> [Exercise instructions]
What lines in the records below mention "failed"? List them all.

*** Supplied material ***

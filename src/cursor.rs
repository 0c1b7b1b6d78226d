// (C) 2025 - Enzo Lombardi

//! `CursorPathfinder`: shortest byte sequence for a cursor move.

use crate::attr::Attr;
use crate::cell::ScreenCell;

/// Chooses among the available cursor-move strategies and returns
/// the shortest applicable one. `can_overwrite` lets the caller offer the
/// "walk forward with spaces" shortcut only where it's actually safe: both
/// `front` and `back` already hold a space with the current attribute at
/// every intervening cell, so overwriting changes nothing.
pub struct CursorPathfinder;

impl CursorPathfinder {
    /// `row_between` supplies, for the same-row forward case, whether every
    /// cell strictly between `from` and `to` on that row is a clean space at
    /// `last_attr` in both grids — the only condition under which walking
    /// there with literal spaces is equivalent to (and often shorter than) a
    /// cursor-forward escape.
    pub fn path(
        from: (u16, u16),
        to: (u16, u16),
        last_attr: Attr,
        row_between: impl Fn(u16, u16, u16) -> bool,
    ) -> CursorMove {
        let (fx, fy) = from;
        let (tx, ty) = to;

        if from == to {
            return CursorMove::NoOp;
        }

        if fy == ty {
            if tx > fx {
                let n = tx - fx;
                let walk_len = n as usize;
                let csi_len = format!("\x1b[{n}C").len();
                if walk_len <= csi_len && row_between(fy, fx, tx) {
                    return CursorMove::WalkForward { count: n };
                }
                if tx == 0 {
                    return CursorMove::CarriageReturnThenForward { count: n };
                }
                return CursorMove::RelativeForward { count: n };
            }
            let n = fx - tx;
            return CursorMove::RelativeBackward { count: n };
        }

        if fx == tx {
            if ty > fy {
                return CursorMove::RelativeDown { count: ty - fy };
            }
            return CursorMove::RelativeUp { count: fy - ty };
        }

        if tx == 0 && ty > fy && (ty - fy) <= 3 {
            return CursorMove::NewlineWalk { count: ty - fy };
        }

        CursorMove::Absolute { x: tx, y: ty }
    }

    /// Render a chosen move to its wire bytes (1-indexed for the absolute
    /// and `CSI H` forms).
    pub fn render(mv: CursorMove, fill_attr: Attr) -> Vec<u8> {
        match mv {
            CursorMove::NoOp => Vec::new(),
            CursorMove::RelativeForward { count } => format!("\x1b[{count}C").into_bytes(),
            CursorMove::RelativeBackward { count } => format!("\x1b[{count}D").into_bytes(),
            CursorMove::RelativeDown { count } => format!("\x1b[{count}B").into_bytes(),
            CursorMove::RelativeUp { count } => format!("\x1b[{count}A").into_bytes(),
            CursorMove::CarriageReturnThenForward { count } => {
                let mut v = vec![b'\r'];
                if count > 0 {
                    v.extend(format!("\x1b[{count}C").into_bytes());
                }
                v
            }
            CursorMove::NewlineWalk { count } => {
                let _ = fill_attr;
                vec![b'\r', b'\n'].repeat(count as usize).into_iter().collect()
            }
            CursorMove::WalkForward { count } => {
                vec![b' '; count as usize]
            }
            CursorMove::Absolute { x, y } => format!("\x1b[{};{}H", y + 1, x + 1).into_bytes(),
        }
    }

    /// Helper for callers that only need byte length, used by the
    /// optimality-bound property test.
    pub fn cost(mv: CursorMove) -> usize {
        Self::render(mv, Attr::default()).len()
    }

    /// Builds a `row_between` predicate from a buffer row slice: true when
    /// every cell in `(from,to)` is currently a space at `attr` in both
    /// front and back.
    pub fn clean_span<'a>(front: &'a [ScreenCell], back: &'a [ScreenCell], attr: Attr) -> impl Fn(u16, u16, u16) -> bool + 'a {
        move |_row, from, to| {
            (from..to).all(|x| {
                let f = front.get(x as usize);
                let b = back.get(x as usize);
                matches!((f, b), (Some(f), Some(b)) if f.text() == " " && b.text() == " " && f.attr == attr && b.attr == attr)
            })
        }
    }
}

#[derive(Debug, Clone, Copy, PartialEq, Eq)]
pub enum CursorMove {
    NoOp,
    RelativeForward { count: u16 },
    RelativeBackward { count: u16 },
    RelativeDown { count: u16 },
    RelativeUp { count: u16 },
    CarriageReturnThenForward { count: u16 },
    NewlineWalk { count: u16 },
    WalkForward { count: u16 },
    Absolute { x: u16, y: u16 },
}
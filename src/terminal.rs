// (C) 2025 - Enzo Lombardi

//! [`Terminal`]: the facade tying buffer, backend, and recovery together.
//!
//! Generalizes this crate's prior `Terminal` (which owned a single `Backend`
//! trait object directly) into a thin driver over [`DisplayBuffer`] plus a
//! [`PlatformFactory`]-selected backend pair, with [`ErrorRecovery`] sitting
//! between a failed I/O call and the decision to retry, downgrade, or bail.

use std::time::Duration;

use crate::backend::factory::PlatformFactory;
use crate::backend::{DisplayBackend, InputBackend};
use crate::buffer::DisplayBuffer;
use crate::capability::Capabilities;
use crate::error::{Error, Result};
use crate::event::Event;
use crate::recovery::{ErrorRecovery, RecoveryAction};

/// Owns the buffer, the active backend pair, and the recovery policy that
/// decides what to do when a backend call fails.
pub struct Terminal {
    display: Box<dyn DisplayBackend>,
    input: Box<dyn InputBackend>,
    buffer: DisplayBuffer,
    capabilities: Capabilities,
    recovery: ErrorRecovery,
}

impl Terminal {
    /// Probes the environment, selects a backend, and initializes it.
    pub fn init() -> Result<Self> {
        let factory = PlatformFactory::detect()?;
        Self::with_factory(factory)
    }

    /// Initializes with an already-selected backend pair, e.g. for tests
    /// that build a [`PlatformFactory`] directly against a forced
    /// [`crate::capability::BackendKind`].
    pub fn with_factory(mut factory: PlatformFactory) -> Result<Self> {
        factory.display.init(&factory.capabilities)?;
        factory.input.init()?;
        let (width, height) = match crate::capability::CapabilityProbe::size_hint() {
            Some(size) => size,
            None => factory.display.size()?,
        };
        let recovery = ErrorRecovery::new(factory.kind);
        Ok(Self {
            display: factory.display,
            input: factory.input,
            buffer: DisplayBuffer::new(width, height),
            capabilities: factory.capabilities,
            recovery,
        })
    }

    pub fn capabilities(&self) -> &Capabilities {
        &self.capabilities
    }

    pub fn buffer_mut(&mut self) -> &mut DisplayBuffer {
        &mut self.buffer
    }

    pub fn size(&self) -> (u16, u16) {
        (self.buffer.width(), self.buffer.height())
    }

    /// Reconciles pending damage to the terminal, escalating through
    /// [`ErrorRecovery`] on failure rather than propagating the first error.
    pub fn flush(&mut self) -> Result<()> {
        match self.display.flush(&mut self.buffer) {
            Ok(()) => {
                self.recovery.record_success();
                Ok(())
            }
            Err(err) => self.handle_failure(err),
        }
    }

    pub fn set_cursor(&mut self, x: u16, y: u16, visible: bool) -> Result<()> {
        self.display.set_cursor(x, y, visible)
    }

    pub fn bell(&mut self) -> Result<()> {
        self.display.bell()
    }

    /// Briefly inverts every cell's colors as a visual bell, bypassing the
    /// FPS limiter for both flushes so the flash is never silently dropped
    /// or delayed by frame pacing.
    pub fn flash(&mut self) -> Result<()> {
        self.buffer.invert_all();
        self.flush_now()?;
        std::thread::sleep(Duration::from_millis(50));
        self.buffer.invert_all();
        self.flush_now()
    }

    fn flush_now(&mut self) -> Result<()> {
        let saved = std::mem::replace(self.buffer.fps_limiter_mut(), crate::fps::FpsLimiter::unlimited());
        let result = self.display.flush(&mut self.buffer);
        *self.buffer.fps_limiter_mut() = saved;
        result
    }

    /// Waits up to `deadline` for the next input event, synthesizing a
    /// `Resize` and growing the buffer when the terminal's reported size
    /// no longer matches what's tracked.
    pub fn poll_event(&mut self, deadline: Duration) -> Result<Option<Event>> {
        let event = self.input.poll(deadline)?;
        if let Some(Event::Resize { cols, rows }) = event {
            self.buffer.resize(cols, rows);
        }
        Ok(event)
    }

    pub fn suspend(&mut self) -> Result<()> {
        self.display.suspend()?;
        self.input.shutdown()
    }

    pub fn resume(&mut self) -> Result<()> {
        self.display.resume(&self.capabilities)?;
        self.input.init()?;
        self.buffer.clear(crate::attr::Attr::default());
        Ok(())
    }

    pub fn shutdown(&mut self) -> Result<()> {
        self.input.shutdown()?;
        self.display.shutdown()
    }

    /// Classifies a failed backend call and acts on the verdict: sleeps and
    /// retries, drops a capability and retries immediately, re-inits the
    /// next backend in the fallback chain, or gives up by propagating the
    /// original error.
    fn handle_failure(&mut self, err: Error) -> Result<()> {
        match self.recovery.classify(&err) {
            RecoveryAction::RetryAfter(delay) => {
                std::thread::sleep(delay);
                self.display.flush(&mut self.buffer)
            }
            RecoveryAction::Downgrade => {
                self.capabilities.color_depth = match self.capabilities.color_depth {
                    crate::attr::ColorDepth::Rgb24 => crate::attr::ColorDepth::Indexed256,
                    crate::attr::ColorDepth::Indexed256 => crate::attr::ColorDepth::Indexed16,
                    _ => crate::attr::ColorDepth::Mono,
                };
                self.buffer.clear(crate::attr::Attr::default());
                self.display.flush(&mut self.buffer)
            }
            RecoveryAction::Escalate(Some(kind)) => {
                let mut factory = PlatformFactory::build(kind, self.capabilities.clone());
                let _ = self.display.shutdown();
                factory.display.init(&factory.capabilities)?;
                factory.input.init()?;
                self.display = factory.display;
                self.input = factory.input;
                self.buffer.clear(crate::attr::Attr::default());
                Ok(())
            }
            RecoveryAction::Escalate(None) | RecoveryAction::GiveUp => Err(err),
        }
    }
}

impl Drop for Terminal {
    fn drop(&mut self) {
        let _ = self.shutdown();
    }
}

***

> [Solution for this exercise]
//! between a failed I/O call and the decision to retry, downgrade, or bail.
    /// Classifies a failed backend call and acts on the verdict: sleeps and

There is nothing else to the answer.